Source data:
■ ■ ■

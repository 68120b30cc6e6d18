//! Frame orchestration: scene upload and the fixed pass pipeline.
//!
//! Every frame runs the same sequence. The capture pass draws sky and
//! instanced geometry into two HDR attachments, the bright one feeds the
//! bloom chain (downsample to the coarsest mip, tent-upsample back with
//! additive blending), and the composite pass tone-maps scene color plus
//! bloom onto the output surface. Screen-sized resources live in the
//! [`SlotTable`] and reallocate lazily when the surface resized; the flag is
//! cleared exactly once, at the end of the frame, so every pass within one
//! frame sees the same state.

use anyhow::Result;
use wgpu::util::DeviceExt;

use crate::camera::CameraUniform;
use crate::context::Context;
use crate::data_structures::{Handle, MeshKind, Scene, Stage};
use crate::pipelines::{
    HDR_FORMAT, Programs,
    bloom::{FilterUniform, mip_chain_extents},
    composite::CompositeUniform,
    geometry::{InstanceRaw, MaterialUniform},
};
use crate::slots::{SlotId, SlotTable};
use crate::surface::RenderSurface;

/// Renderer configuration fixed at creation time.
#[derive(Clone, Copy, Debug)]
pub struct RendererDesc {
    pub width: u32,
    pub height: u32,
    pub bloom_chain_length: usize,
    pub bloom_filter_radius: f32,
}

impl Default for RendererDesc {
    fn default() -> Self {
        Self {
            width: 640,
            height: 480,
            bloom_chain_length: 5,
            bloom_filter_radius: 3.0,
        }
    }
}

/// Counters of what the last frame actually did, mostly for tests.
#[derive(Clone, Copy, Debug, Default, PartialEq, Eq)]
pub struct FrameStats {
    pub draw_calls: u32,
    pub downsample_passes: u32,
    pub upsample_passes: u32,
    pub composite_passes: u32,
    pub slots_reconfigured: u32,
    /// The two slots the composite pass read from, when it ran.
    pub composite_inputs: Option<(SlotId, SlotId)>,
}

struct GpuTexture {
    view: wgpu::TextureView,
    use_nearest: bool,
}

struct GpuMesh {
    vertex: wgpu::Buffer,
    index: wgpu::Buffer,
    index_count: u32,
}

struct GpuMaterial {
    bind_group: wgpu::BindGroup,
}

/// Per-group draw data gathered before any render pass begins, so buffer
/// creation never races an open pass.
struct DrawItem {
    mesh: usize,
    material: usize,
    instances: wgpu::Buffer,
    transform_count: u32,
}

pub struct Renderer {
    ctx: Context,
    programs: Programs,
    slots: SlotTable,
    desc: RendererDesc,

    // Realized GPU resources, indexed like the scene pools.
    textures: Vec<Option<GpuTexture>>,
    meshes: Vec<Option<GpuMesh>>,
    materials: Vec<Option<GpuMaterial>>,

    camera_buffer: wgpu::Buffer,
    camera_bind_group: wgpu::BindGroup,
    composite_buffer: wgpu::Buffer,
    default_texture: GpuTexture,

    stats: FrameStats,
}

■ ■ ■

▸ **Activity**
Wherever the string "SlotId" appears in the entries above, return the line it appears on.

▸ **Exercise response**
use crate::slots::{SlotId, SlotTable};
    pub composite_inputs: Option<(SlotId, SlotId)>,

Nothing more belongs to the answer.